Guy Braunstein spielt alle Beethoven-Sonaten für Violine/ Klavier. Foto: NN

Das 15-jährige Bestehen des Musikfestivals Hombroich hat Rainer Wiertz noch zu weiteren ungewöhnlichen Programmpunkten animiert. So hatte ihm der Geiger Guy Braunstein erzählt, dass er gerne alle Beethoven-Sonaten für Violine und Klavier spielen würde. "Mach das doch", lautete Wiertz' Antwort, und er offerierte ihm das öffentliche Inselfestival als Rahmen. So bestimmen die zehn Sonaten, von Braunstein und dem Pianisten Ohad Ben-Ari gespielt, nun die ersten vier Tage des Festivals, sind auf vier Konzerte verteilt - mal um 17 Uhr in der Veranstaltungshalle auf der Raketenstation, mal um 20 Uhr in der Scheune auf der Museumsinsel.
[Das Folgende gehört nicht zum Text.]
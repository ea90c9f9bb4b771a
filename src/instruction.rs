use std::fmt;

use crate::vm::VmError;

/// One decoded key-check VM instruction.
///
/// Encoding: opcode byte, then register bytes and big-endian 16-bit immediates.
#[derive(Clone, Copy, Debug, PartialEq, Eq)]
pub enum Instruction {
    Hlt,
    Movi { reg: u8, imm: u16 },
    Mov { dst: u8, src: u8 },
    Add { reg: u8, imm: u16 },
    Sub { reg: u8, imm: u16 },
    And { dst: u8, src: u8 },
    Or { dst: u8, src: u8 },
    Xor { dst: u8, src: u8 },
    Jmp { addr: u8 },
    Invalid(u8),
}

impl Instruction {
    /// Decodes the instruction at `pc`. Unknown opcodes decode to `Invalid`.
    pub fn decode(program: &[u8], pc: usize) -> Result<Instruction, VmError> {
        let Some(&opcode) = program.get(pc) else {
            return Err(VmError::Truncated { pc });
        };
        let operand = |i: usize| program.get(pc + i).copied().ok_or(VmError::Truncated { pc });
        let imm16 = || -> Result<u16, VmError> { Ok(u16::from_be_bytes([operand(2)?, operand(3)?])) };
        Ok(match opcode {
            0 => Instruction::Hlt,
            1 => Instruction::Movi {
                reg: operand(1)?,
                imm: imm16()?,
            },
            2 => Instruction::Mov {
                dst: operand(1)?,
                src: operand(2)?,
            },
            3 => Instruction::Add {
                reg: operand(1)?,
                imm: imm16()?,
            },
            4 => Instruction::Sub {
                reg: operand(1)?,
                imm: imm16()?,
            },
            5 => Instruction::And {
                dst: operand(1)?,
                src: operand(2)?,
            },
            6 => Instruction::Or {
                dst: operand(1)?,
                src: operand(2)?,
            },
            7 => Instruction::Xor {
                dst: operand(1)?,
                src: operand(2)?,
            },
            8 => Instruction::Jmp { addr: operand(1)? },
            other => Instruction::Invalid(other),
        })
    }

    /// Encoded size in bytes.
    pub fn encoded_len(&self) -> usize {
        match self {
            Instruction::Hlt | Instruction::Invalid(_) => 1,
            Instruction::Jmp { .. } => 2,
            Instruction::Mov { .. }
            | Instruction::And { .. }
            | Instruction::Or { .. }
            | Instruction::Xor { .. } => 3,
            Instruction::Movi { .. } | Instruction::Add { .. } | Instruction::Sub { .. } => 4,
        }
    }

    pub fn encode(&self, out: &mut Vec<u8>) {
        match *self {
            Instruction::Hlt => out.push(0),
            Instruction::Movi { reg, imm } => {
                out.push(1);
                out.push(reg);
                out.extend_from_slice(&imm.to_be_bytes());
            }
            Instruction::Mov { dst, src } => out.extend_from_slice(&[2, dst, src]),
            Instruction::Add { reg, imm } => {
                out.push(3);
                out.push(reg);
                out.extend_from_slice(&imm.to_be_bytes());
            }
            Instruction::Sub { reg, imm } => {
                out.push(4);
                out.push(reg);
                out.extend_from_slice(&imm.to_be_bytes());
            }
            Instruction::And { dst, src } => out.extend_from_slice(&[5, dst, src]),
            Instruction::Or { dst, src } => out.extend_from_slice(&[6, dst, src]),
            Instruction::Xor { dst, src } => out.extend_from_slice(&[7, dst, src]),
            Instruction::Jmp { addr } => out.extend_from_slice(&[8, addr]),
            Instruction::Invalid(byte) => out.push(byte),
        }
    }
}

impl fmt::Display for Instruction {
    fn fmt(&self, f: &mut fmt::Formatter<'_>) -> fmt::Result {
        match self {
            Instruction::Hlt => write!(f, "hlt"),
            Instruction::Movi { reg, imm } => write!(f, "movi r{}, {:#06x}", reg, imm),
            Instruction::Mov { dst, src } => write!(f, "mov r{}, r{}", dst, src),
            Instruction::Add { reg, imm } => write!(f, "add r{}, {:#06x}", reg, imm),
            Instruction::Sub { reg, imm } => write!(f, "sub r{}, {:#06x}", reg, imm),
            Instruction::And { dst, src } => write!(f, "and r{}, r{}", dst, src),
            Instruction::Or { dst, src } => write!(f, "or r{}, r{}", dst, src),
            Instruction::Xor { dst, src } => write!(f, "xor r{}, r{}", dst, src),
            Instruction::Jmp { addr } => write!(f, "jmp {:#04x}", addr),
            Instruction::Invalid(byte) => write!(f, ".byte {:#04x}", byte),
        }
    }
}

pub fn assemble(instructions: &[Instruction]) -> Vec<u8> {
    let mut out = Vec::with_capacity(instructions.iter().map(Instruction::encoded_len).sum());
    for ins in instructions {
        ins.encode(&mut out);
    }
    out
}

/// Linear sweep over the whole program, returning `(offset, instruction)` pairs.
pub fn disassemble(program: &[u8]) -> Result<Vec<(usize, Instruction)>, VmError> {
    let mut pc = 0;
    let mut ret = vec![];
    while pc < program.len() {
        let ins = Instruction::decode(program, pc)?;
        ret.push((pc, ins));
        pc += ins.encoded_len();
    }
    Ok(ret)
}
Pianist Ohad Ben-Ari steht Braunstein bei den Sonaten zur Seite. Foto: Ben-Ari

Insgesamt sieht das Programm an den acht Tagen 14 Konzerte vor. Ausführende sind neben den schon Erwähnten das Ensemble Ascolta, das Asasello Quartett, das Composers Slide Quartett, das Trio mit Kit Armstrong (Klavier), Andrej Bielov (Violine), Adrian Brendel (Violoncello) sowie die Solisten Udo Falkner (Klavier), Christophe Desjardins (Viola), Matan Porat (Klavier) und Julian Prégardien (Tenor). Letztgenannter sorgt übrigens musikalisch für "einen versöhnlichen Abschluss", wie Wiertz sagt, mit einem "Romantischen Liederabend". Auch eine "Klangwanderung" ist wieder vorgesehen.

Das Inselfestival spiegelt indes auch die anderen Künste Hombroichs wieder. So zeigt das Field-Institut Werke von Helga Weihs, die Langen Foundation von Otto Piene und J. Parker Valentine. Norbert Lange und Peter Sartorius lesen, und Oswald Egger und Iris Drögekamp präsentieren ihr preisgekröntes Hörstück "Linz und Lunz".